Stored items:
-.-.-
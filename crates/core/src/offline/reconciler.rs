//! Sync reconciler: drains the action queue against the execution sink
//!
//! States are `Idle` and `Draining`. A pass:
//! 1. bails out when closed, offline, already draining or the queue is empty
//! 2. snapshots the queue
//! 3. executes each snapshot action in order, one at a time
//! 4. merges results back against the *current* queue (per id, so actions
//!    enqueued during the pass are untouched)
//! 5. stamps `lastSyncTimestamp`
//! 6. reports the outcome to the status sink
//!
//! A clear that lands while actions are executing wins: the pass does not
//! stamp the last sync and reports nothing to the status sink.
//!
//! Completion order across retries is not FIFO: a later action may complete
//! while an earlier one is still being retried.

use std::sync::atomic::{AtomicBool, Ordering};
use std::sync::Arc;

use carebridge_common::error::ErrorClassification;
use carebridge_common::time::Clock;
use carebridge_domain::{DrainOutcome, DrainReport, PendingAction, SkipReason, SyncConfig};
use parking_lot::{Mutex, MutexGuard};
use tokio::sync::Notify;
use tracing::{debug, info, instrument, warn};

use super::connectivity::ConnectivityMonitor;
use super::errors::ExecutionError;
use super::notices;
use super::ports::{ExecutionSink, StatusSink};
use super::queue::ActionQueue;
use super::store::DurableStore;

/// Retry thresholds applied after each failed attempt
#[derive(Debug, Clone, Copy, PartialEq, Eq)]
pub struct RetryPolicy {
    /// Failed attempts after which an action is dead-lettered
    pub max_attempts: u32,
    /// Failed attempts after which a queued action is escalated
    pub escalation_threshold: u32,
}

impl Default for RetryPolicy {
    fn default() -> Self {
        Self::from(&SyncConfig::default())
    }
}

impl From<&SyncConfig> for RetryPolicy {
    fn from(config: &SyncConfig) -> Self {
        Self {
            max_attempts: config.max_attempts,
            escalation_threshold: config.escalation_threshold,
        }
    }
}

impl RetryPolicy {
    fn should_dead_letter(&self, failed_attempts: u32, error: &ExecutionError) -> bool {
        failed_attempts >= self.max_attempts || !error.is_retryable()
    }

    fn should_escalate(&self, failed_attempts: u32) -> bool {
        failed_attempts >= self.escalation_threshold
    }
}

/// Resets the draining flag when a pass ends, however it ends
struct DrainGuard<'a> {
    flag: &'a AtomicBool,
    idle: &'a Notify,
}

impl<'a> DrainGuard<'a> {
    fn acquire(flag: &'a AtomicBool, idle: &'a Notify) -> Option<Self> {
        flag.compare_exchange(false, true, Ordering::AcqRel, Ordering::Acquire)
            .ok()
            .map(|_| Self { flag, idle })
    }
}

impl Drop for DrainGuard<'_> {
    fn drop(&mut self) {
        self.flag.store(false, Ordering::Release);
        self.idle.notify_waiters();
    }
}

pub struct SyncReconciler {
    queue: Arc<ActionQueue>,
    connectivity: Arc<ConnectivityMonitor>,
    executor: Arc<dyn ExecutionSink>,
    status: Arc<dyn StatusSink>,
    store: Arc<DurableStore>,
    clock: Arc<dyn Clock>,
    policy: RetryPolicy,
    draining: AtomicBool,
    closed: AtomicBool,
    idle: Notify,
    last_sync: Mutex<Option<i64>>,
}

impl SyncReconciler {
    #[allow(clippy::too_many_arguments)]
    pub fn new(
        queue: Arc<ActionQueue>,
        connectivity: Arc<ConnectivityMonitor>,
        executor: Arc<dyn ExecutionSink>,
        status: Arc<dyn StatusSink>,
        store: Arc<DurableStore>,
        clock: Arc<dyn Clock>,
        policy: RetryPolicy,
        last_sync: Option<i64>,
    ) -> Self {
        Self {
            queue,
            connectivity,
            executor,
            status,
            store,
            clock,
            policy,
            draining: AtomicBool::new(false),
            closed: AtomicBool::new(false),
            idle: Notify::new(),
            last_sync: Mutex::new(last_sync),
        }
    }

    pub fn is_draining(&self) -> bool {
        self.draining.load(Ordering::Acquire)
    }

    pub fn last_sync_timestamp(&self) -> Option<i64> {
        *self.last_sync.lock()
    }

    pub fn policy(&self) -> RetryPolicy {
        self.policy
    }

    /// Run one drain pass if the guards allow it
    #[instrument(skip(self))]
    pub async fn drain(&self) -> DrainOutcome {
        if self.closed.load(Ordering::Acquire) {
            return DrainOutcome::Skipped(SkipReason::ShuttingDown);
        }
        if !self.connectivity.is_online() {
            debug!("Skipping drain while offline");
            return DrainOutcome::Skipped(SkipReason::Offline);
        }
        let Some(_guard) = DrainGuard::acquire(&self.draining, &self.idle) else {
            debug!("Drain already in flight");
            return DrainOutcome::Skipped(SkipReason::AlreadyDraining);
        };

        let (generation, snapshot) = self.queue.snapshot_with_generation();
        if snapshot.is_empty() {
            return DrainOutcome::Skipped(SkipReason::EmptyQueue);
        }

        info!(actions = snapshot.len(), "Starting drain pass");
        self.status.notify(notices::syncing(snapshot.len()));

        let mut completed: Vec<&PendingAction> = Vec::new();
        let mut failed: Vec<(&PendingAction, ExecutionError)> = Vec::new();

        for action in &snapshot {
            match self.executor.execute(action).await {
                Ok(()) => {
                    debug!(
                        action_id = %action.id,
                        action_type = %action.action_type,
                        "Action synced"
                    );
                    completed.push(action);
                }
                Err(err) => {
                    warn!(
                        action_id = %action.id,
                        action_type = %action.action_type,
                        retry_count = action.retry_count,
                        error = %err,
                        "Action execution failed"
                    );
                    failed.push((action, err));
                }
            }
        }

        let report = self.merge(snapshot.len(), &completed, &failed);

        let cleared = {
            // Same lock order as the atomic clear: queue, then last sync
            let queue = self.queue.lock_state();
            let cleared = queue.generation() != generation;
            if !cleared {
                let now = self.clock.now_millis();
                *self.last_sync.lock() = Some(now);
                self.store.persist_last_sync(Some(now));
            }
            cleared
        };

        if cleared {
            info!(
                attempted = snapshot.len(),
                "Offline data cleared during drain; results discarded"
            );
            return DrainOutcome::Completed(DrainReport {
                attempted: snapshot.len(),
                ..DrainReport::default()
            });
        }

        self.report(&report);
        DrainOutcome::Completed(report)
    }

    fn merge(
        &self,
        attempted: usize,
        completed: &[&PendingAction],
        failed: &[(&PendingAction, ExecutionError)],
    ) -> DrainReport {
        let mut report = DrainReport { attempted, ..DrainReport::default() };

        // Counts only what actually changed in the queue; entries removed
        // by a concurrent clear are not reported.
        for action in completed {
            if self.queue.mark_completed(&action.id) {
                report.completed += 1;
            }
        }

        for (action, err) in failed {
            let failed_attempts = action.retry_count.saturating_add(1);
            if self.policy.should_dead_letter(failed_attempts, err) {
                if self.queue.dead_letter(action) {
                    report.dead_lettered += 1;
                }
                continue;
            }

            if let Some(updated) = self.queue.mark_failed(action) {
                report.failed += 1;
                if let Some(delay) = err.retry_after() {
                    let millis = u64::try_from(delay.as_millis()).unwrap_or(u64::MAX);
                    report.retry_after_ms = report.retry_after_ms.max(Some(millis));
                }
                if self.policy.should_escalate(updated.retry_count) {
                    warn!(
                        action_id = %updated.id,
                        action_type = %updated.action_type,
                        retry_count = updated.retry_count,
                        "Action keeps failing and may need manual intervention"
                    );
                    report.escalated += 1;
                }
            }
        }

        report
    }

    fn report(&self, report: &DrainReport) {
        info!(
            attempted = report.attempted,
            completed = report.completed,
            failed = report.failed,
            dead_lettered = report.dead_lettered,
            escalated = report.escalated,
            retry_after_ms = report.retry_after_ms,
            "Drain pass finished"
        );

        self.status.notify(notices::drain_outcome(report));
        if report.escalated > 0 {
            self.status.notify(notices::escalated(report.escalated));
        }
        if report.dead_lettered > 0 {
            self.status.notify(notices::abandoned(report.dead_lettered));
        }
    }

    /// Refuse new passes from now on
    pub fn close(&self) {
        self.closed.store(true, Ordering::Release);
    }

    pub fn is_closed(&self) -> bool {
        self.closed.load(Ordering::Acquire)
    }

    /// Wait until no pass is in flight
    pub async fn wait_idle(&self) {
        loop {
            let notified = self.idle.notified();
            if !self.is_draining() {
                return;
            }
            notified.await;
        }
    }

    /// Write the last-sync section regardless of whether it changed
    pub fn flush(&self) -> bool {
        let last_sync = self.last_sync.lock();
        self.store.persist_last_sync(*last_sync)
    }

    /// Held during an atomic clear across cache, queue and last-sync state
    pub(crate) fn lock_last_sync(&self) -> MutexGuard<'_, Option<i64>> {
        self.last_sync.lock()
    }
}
-.-.-
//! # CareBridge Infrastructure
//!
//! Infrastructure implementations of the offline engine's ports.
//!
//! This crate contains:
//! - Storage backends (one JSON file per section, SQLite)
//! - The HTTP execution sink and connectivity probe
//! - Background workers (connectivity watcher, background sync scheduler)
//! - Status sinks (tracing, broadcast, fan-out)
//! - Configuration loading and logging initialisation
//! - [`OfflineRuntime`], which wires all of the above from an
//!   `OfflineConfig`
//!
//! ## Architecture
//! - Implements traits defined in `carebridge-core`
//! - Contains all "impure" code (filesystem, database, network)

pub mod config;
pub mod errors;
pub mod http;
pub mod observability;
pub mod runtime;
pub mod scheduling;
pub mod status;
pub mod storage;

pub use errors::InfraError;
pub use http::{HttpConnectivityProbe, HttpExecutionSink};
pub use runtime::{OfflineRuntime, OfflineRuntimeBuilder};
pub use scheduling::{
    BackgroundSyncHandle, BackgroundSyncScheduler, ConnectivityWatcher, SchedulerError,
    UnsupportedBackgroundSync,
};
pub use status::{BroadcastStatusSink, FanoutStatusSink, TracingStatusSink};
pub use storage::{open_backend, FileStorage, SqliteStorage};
-.-.-
THE TASK: Looking at the entries, work out how many lines include the word "SyncConfig" and give the number by itself.

TASK RESPONSE: 4